How to use tags in your online shop
(and which tags will get your work seen)
When you list an item on Folksy, you can label it with up to 15 ‘tags’. Tags are designed to help customers find what they’re looking for more easily. To help you understand how they work and how you can use them effectively, we’ve put together this guide to tags.
What are tags?
- Tags are used within Folksy to help shoppers find what they are looking for.
- Tags are one of the factors our internal search engine uses to bring back relevant results. The others are product titles and descriptions.
- We match tags to searches done by shoppers on Folksy, so if they search ‘picnic blanket’ and you have tagged a product ‘picnic blanket’ it will show up in their search.

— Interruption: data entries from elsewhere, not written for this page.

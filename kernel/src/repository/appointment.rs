use crate::model::{
    appointment::{event::CreateAppointment, Appointment, UserAppointment},
    id::AppointmentId,
};
use async_trait::async_trait;
use shared::error::AppResult;

#[async_trait]
pub trait AppointmentRepository: Send + Sync {
    // The (doctor, date, slot) uniqueness constraint is the authoritative
    // conflict signal.
    async fn create(&self, event: CreateAppointment) -> AppResult<AppointmentId>;
    // System-wide listing, ordered by date then slot.
    async fn find_all(&self) -> AppResult<Vec<Appointment>>;
    // Listing for one user, same ordering, narrower projection.
    async fn find_by_username(&self, username: &str) -> AppResult<Vec<UserAppointment>>;
}
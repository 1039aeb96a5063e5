use crate::model::appointment::{
    AppointmentListQuery, AppointmentResponse, CreateAppointmentRequest, UserAppointmentResponse,
};
use axum::{
    extract::{Query, State},
    http::StatusCode,
    response::{IntoResponse, Response},
    Json,
};
use garde::Validate;
use kernel::model::appointment::event::CreateAppointment;
use registry::AppRegistry;
use shared::error::{AppError, AppResult};

pub async fn book_appointment(
    State(registry): State<AppRegistry>,
    Json(req): Json<CreateAppointmentRequest>,
) -> Result<impl IntoResponse, AppError> {
    req.validate(&())?;
    let event = CreateAppointment::try_from(req)?;

    registry.appointment_repository().create(event).await?;

    Ok((
        StatusCode::CREATED,
        Json(serde_json::json!({ "message": "Appointment booked" })),
    ))
}

pub async fn show_appointment_list(
    Query(query): Query<AppointmentListQuery>,
    State(registry): State<AppRegistry>,
) -> AppResult<Response> {
    // An empty username parameter means the same as no parameter.
    match query.username.filter(|name| !name.is_empty()) {
        Some(username) => registry
            .appointment_repository()
            .find_by_username(&username)
            .await
            .map(|rows| {
                let items: Vec<UserAppointmentResponse> =
                    rows.into_iter().map(UserAppointmentResponse::from).collect();
                Json(items).into_response()
            }),
        None => registry.appointment_repository().find_all().await.map(|rows| {
            let items: Vec<AppointmentResponse> =
                rows.into_iter().map(AppointmentResponse::from).collect();
            Json(items).into_response()
        }),
    }
}

#[cfg(test)]
mod tests {
    use super::*;
    use async_trait::async_trait;
    use kernel::model::{
        appointment::{Appointment, UserAppointment},
        id::{AppointmentId, UserId},
        role::Role,
        user::{event::CreateUser, User},
    };
    use kernel::repository::{
        appointment::AppointmentRepository, auth::AuthRepository, health::HealthCheckRepository,
        user::UserRepository,
    };
    use shared::error::AppResult;
    use std::sync::{Arc, Mutex};

    #[derive(Default)]
    struct InMemoryAppointmentRepository {
        appointments: Mutex<Vec<Appointment>>,
    }

    #[async_trait]
    impl AppointmentRepository for InMemoryAppointmentRepository {
        async fn create(&self, event: CreateAppointment) -> AppResult<AppointmentId> {
            let mut appointments = self.appointments.lock().unwrap();
            if appointments
                .iter()
                .any(|a| a.doctor == event.doctor && a.date == event.date && a.slot == event.slot)
            {
                return Err(AppError::Conflict("Slot already booked".into()));
            }
            let appointment_id = AppointmentId::new();
            appointments.push(Appointment {
                appointment_id,
                patient_name: event.patient_name,
                doctor: event.doctor,
                date: event.date,
                slot: event.slot,
                username: event.username,
            });
            Ok(appointment_id)
        }

        async fn find_all(&self) -> AppResult<Vec<Appointment>> {
            let mut rows: Vec<Appointment> =
                self.appointments.lock().unwrap().iter().cloned().collect();
            rows.sort_by(|a, b| (a.date, &a.slot).cmp(&(b.date, &b.slot)));
            Ok(rows)
        }

        async fn find_by_username(&self, username: &str) -> AppResult<Vec<UserAppointment>> {
            let mut rows: Vec<UserAppointment> = self
                .appointments
                .lock()
                .unwrap()
                .iter()
                .filter(|a| a.username == username)
                .map(|a| UserAppointment {
                    doctor: a.doctor.clone(),
                    date: a.date,
                    slot: a.slot.clone(),
                })
                .collect();
            rows.sort_by(|a, b| (a.date, &a.slot).cmp(&(b.date, &b.slot)));
            Ok(rows)
        }
    }

    struct DenyAllAuth;

    #[async_trait]
    impl AuthRepository for DenyAllAuth {
        async fn verify_user(
            &self,
            _username: &str,
            _password: &str,
            _role: Role,
        ) -> AppResult<User> {
            Err(AppError::UnauthenticatedError)
        }
    }

    struct NoUsers;

    #[async_trait]
    impl UserRepository for NoUsers {
        async fn create(&self, _event: CreateUser) -> AppResult<UserId> {
            unimplemented!()
        }
    }

    struct AlwaysHealthy;

    #[async_trait]
    impl HealthCheckRepository for AlwaysHealthy {
        async fn check_db(&self) -> bool {
            true
        }
    }

    fn test_registry() -> AppRegistry {
        AppRegistry::from_parts(
            Arc::new(InMemoryAppointmentRepository::default()),
            Arc::new(DenyAllAuth),
            Arc::new(AlwaysHealthy),
            Arc::new(NoUsers),
        )
    }

    fn request(patient: &str, doctor: &str, date: &str, slot: &str, username: &str) -> CreateAppointmentRequest {
        CreateAppointmentRequest {
            patient: patient.into(),
            doctor: doctor.into(),
            date: date.into(),
            slot: slot.into(),
            username: username.into(),
        }
    }

    async fn body_json(res: Response) -> serde_json::Value {
        let bytes = axum::body::to_bytes(res.into_body(), usize::MAX)
            .await
            .unwrap();
        serde_json::from_slice(&bytes).unwrap()
    }

    #[tokio::test]
    async fn booking_a_taken_slot_is_rejected() {
        let registry = test_registry();

        let res = book_appointment(
            State(registry.clone()),
            Json(request("John Smith", "Dr. A", "2024-01-01", "10:00", "alice")),
        )
        .await
        .into_response();
        assert_eq!(res.status(), StatusCode::CREATED);
        assert_eq!(body_json(res).await["message"], "Appointment booked");

        // Same slot, different patient and booking user.
        let res = book_appointment(
            State(registry),
            Json(request("Jane Roe", "Dr. A", "2024-01-01", "10:00", "bob")),
        )
        .await
        .into_response();
        assert_eq!(res.status(), StatusCode::BAD_REQUEST);
        assert_eq!(body_json(res).await["message"], "Slot already booked");
    }

    #[tokio::test]
    async fn booking_validates_before_any_query() {
        let registry = test_registry();

        let req: CreateAppointmentRequest = serde_json::from_value(serde_json::json!({
            "patient": "John Smith", "doctor": "Dr. A", "date": "2024-01-01"
        }))
        .unwrap();
        let res = book_appointment(State(registry.clone()), Json(req))
            .await
            .into_response();
        assert_eq!(res.status(), StatusCode::BAD_REQUEST);

        let res = book_appointment(
            State(registry),
            Json(request("John Smith", "Dr. A", "January 1st", "10:00", "alice")),
        )
        .await
        .into_response();
        assert_eq!(res.status(), StatusCode::BAD_REQUEST);
    }

    #[tokio::test]
    async fn listing_projects_by_mode() {
        let registry = test_registry();

        for (patient, doctor, date, slot, username) in [
            ("John Smith", "Dr. B", "2024-01-02", "09:00", "alice"),
            ("Jane Roe", "Dr. A", "2024-01-01", "11:00", "bob"),
            ("John Smith", "Dr. A", "2024-01-01", "09:30", "alice"),
        ] {
            let res = book_appointment(
                State(registry.clone()),
                Json(request(patient, doctor, date, slot, username)),
            )
            .await
            .into_response();
            assert_eq!(res.status(), StatusCode::CREATED);
        }

        // System-wide mode carries the patient name.
        let res = show_appointment_list(
            Query(AppointmentListQuery { username: None }),
            State(registry.clone()),
        )
        .await
        .into_response();
        assert_eq!(res.status(), StatusCode::OK);
        let value = body_json(res).await;
        let items = value.as_array().unwrap();
        assert_eq!(items.len(), 3);
        assert_eq!(items[0]["patient"], "John Smith");
        assert_eq!(items[0]["date"], "2024-01-01");
        assert_eq!(items[0]["slot"], "09:30");

        // Per-user mode narrows both the rows and the projection.
        let res = show_appointment_list(
            Query(AppointmentListQuery {
                username: Some("alice".into()),
            }),
            State(registry.clone()),
        )
        .await
        .into_response();
        let value = body_json(res).await;
        let items = value.as_array().unwrap();
        assert_eq!(items.len(), 2);
        assert!(items[0].get("patient").is_none());
        assert_eq!(items[0]["doctor"], "Dr. A");
        assert_eq!(items[1]["doctor"], "Dr. B");

        // An empty username parameter behaves like no parameter.
        let res = show_appointment_list(
            Query(AppointmentListQuery {
                username: Some(String::new()),
            }),
            State(registry),
        )
        .await
        .into_response();
        let value = body_json(res).await;
        assert_eq!(value.as_array().unwrap().len(), 3);
    }

    #[tokio::test]
    async fn empty_listing_is_an_empty_array() {
        let registry = test_registry();

        let res = show_appointment_list(
            Query(AppointmentListQuery { username: None }),
            State(registry.clone()),
        )
        .await
        .into_response();
        assert_eq!(res.status(), StatusCode::OK);
        assert_eq!(body_json(res).await, serde_json::json!([]));

        let res = show_appointment_list(
            Query(AppointmentListQuery {
                username: Some("alice".into()),
            }),
            State(registry),
        )
        .await
        .into_response();
        assert_eq!(body_json(res).await, serde_json::json!([]));
    }
}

Tags help our internal search engine find the products that best match a shopper’s search on Folksy – they are not the same as ‘keywords’ which are words or phrases people type into search engines like Google.
How to use tags:
- You can add tags to your items when you list or edit a product.
- Think carefully about which tags you can use to match shoppers’ searches.
- Tags can be one word or a short phrase.
- Long tags with multiple words are less likely to help your work to be found because people may not use the exact same phrase with words in the exact same order.
- Use tags alongside other ‘keywords’ or phrases in your titles and descriptions to help your work get found within Folksy and also by search engines like Google.
How to choose a tag
Let’s imagine you’ve made a crochet blanket and want to create relevant tags. Start by thinking about who would be looking for it and why – what words would they use in their search? Does your product have multiple uses? Try to think sideways too – are there any words or phrases people might use that might not be immediately obvious?
In this case of our crochet blanket, any of these words and phrases could be relevant: ‘blanket‘, ‘cot blanket‘, ‘baby blanket‘, ‘nursery blanket‘, ‘pram blanket‘, ‘pram‘, ‘nursery deco‘, ‘nursery decoration‘, ‘wool blanket‘, ‘picnic blanket‘, ‘picnic‘, ‘English Summer‘, ‘granny squares‘, ‘crochet‘, ‘modern crochet‘, ‘contemporary crochet‘, ‘knitted‘, ‘knitted blanket‘, ‘crochet squares‘, ‘crochet flowers‘, ‘throw‘, and possible even something like ‘Wimbledon‘.
So which ones of these do you use as tags? It really depends on which are most relevant to your product – there’s no point in tagging your product with something misleading because that’s just going to frustrate shoppers. Instead pick the tags that best match your item.
Tip: Use Google Trends to see which search terms are the most popular. It’s free! If you can’t decide between two tags, you can use this tool to compare the popularity of different search terms. For example, more people currently search for ‘granny square’ than ‘crochet square’ (see below), so as you are limited by the number of tags you can use, it may make sense to use the tag ‘granny square’ rather than ‘crochet square’.
How to use tags to boost your search ranking
The number of tags you can add to each listing is currently limited to 15, so you need to decide which searches you want to rank highest for. Tags are currently given the most weight within searches on Folksy, so a product with a tag that matches a search *exactly* will rank higher than a product which only mentions that word or phrase in the title or description, or which is tagged with a word that only partially matches the search.
For example, if a shopper enters the words ‘picnic blanket’ in a search on Folksy, any items tagged with the phrase ‘picnic blanket’ will show up first in the search results. Any items tagged with ‘picnic’ or ‘blanket’ will also show up, but lower down in the results (all things being equal). Any items that also have the phrase ‘picnic blanket’ in their product title and/or description will be boosted in the rankings.
In our example, you would probably want to rank high for ‘blanket’ too – but if you only used the tag ‘picnic blanket’, a product tagged with ‘blanket’ would appear higher in the results (again, all things being equal and forgetting for now about title and description).
So, the question then is, should you use ‘picnic blanket’ as well as ‘picnic’ and ‘blanket’. That would depend on how relevant your item was for those individual terms. Would someone searching for ‘picnic’ be likely to think that your picnic blanket was relevant? If you think so, then it may be worth having it as a separate tag. It may also be that the number of items on Folksy that come up for ‘picnic’ is low, so you would rank highly anyway just with ‘picnic’ as a tag, and it’s not worth using up one of your tags with a separate one for ‘picnic blanket’.
Experiment and see what works!
Never neglect your product titles and descriptions!
While tags are significant you should also think about clear and concise titles and well-described description fields. As well as being important for our internal search on Folksy, the words in your product titles and descriptions are used by Google and other search engines to determine their results. So research them well, and think about how you would describe your item to someone if they couldn’t see the photos!